- [PROVIDED DATA]
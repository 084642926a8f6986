//! Cliente del store de metadatos.
//!
//! El store en sí es un colaborador externo; aquí vive únicamente su
//! contrato (`MetadataStore`), una implementación in-memory de referencia
//! para tests y demos, y el handle de adquisición con scope de conexión.

pub mod handle;
pub mod memory;
pub mod store;

pub use handle::MetadataHandle;
pub use memory::InMemoryMetadataStore;
pub use store::{ContextRef, MetadataStore};
//! Persisted alarm record.
//!
//! Three bytes: hour, minute and an enable flag. The flag holds
//! [`ENABLED_MARKER`] when the alarm is on; any other value reads as off, so
//! blank or erased memory never enables an alarm.

use crate::alarm::AlarmTime;

/// Flag value for an enabled alarm.
pub const ENABLED_MARKER: u8 = 0xEA;

/// Flag value written for a disabled alarm.
pub const DISABLED_MARKER: u8 = 0x00;

/// Byte offsets of the alarm record within a storage region.
#[cfg_attr(all(feature = "defmt", not(test)), derive(defmt::Format))]
#[derive(PartialEq, Eq, Debug, Copy, Clone)]
pub struct AlarmLayout {
    /// Offset of the hour byte.
    pub hour: u8,
    /// Offset of the minute byte.
    pub minute: u8,
    /// Offset of the enable flag.
    pub enabled: u8,
}

impl AlarmLayout {
    /// Layout in the battery-backed memory of a real-time clock chip.
    pub const CLOCK_MEMORY: Self = Self {
        hour: 0x00,
        minute: 0x01,
        enabled: 0x02,
    };

    /// Layout in the fallback NVRAM region.
    pub const NVRAM: Self = Self {
        hour: 1,
        minute: 2,
        enabled: 0,
    };

    /// True if every field lies within a region of `size` bytes.
    pub fn fits(&self, size: usize) -> bool {
        [self.hour, self.minute, self.enabled]
            .iter()
            .all(|offset| usize::from(*offset) < size)
    }
}

/// Alarm configuration as it is kept across power cycles.
#[cfg_attr(all(feature = "defmt", not(test)), derive(defmt::Format))]
#[derive(PartialEq, Eq, Debug, Default, Copy, Clone)]
pub struct StoredAlarm {
    /// `None` if the stored hour or minute was out of range.
    pub time: Option<AlarmTime>,
    /// True only if the flag byte held [`ENABLED_MARKER`].
    pub enabled: bool,
}

impl StoredAlarm {
    /// Decodes the raw record. Out-of-range values mean no alarm was ever
    /// configured, which also forces the alarm off.
    pub fn decode(hour: u8, minute: u8, flag: u8) -> Self {
        match AlarmTime::new(hour, minute) {
            Ok(time) => Self {
                time: Some(time),
                enabled: flag == ENABLED_MARKER,
            },
            Err(_) => Self::default(),
        }
    }

    /// Encodes the record as `(hour, minute, flag)`. An unset time is stored as midnight.
    pub fn encode(&self) -> (u8, u8, u8) {
        let time = self.time.unwrap_or_default();
        let flag = if self.enabled { ENABLED_MARKER } else { DISABLED_MARKER };
        (time.hour(), time.minute(), flag)
    }
}
/// Implementation of a wall-clock date-time.
mod datetime;
pub use datetime::{Datetime, DatetimeError, UncheckedDatetime};

/// Traits for a datetime-based clock (e.g. real-time clock).
mod datetime_clock;
pub use datetime_clock::{ClockMemory, DatetimeClock, DatetimeClockError};

/// Millisecond tick counter.
mod tick;
pub use tick::{ticks_since, TickSource};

- [ABOUT THIS EXERCISE] In full, transcribe each entry of the material exactly.

- [RESULT OF THE EXERCISE]
repository 084642926a8f6986
//! Cliente del store de metadatos.
//!
//! El store en sí es un colaborador externo; aquí vive únicamente su
//! contrato (`MetadataStore`), una implementación in-memory de referencia
//! para tests y demos, y el handle de adquisición con scope de conexión.

pub mod handle;
pub mod memory;
pub mod store;

pub use handle::MetadataHandle;
pub use memory::InMemoryMetadataStore;
pub use store::{ContextRef, MetadataStore};
//! Persisted alarm record.
//!
//! Three bytes: hour, minute and an enable flag. The flag holds
//! [`ENABLED_MARKER`] when the alarm is on; any other value reads as off, so
//! blank or erased memory never enables an alarm.

use crate::alarm::AlarmTime;

/// Flag value for an enabled alarm.
pub const ENABLED_MARKER: u8 = 0xEA;

/// Flag value written for a disabled alarm.
pub const DISABLED_MARKER: u8 = 0x00;

/// Byte offsets of the alarm record within a storage region.
#[cfg_attr(all(feature = "defmt", not(test)), derive(defmt::Format))]
#[derive(PartialEq, Eq, Debug, Copy, Clone)]
pub struct AlarmLayout {
    /// Offset of the hour byte.
    pub hour: u8,
    /// Offset of the minute byte.
    pub minute: u8,
    /// Offset of the enable flag.
    pub enabled: u8,
}

impl AlarmLayout {
    /// Layout in the battery-backed memory of a real-time clock chip.
    pub const CLOCK_MEMORY: Self = Self {
        hour: 0x00,
        minute: 0x01,
        enabled: 0x02,
    };

    /// Layout in the fallback NVRAM region.
    pub const NVRAM: Self = Self {
        hour: 1,
        minute: 2,
        enabled: 0,
    };

    /// True if every field lies within a region of `size` bytes.
    pub fn fits(&self, size: usize) -> bool {
        [self.hour, self.minute, self.enabled]
            .iter()
            .all(|offset| usize::from(*offset) < size)
    }
}

/// Alarm configuration as it is kept across power cycles.
#[cfg_attr(all(feature = "defmt", not(test)), derive(defmt::Format))]
#[derive(PartialEq, Eq, Debug, Default, Copy, Clone)]
pub struct StoredAlarm {
    /// `None` if the stored hour or minute was out of range.
    pub time: Option<AlarmTime>,
    /// True only if the flag byte held [`ENABLED_MARKER`].
    pub enabled: bool,
}

impl StoredAlarm {
    /// Decodes the raw record. Out-of-range values mean no alarm was ever
    /// configured, which also forces the alarm off.
    pub fn decode(hour: u8, minute: u8, flag: u8) -> Self {
        match AlarmTime::new(hour, minute) {
            Ok(time) => Self {
                time: Some(time),
                enabled: flag == ENABLED_MARKER,
            },
            Err(_) => Self::default(),
        }
    }

    /// Encodes the record as `(hour, minute, flag)`. An unset time is stored as midnight.
    pub fn encode(&self) -> (u8, u8, u8) {
        let time = self.time.unwrap_or_default();
        let flag = if self.enabled { ENABLED_MARKER } else { DISABLED_MARKER };
        (time.hour(), time.minute(), flag)
    }
}
/// Implementation of a wall-clock date-time.
mod datetime;
pub use datetime::{Datetime, DatetimeError, UncheckedDatetime};

/// Traits for a datetime-based clock (e.g. real-time clock).
mod datetime_clock;
pub use datetime_clock::{ClockMemory, DatetimeClock, DatetimeClockError};

/// Millisecond tick counter.
mod tick;
pub use tick::{ticks_since, TickSource};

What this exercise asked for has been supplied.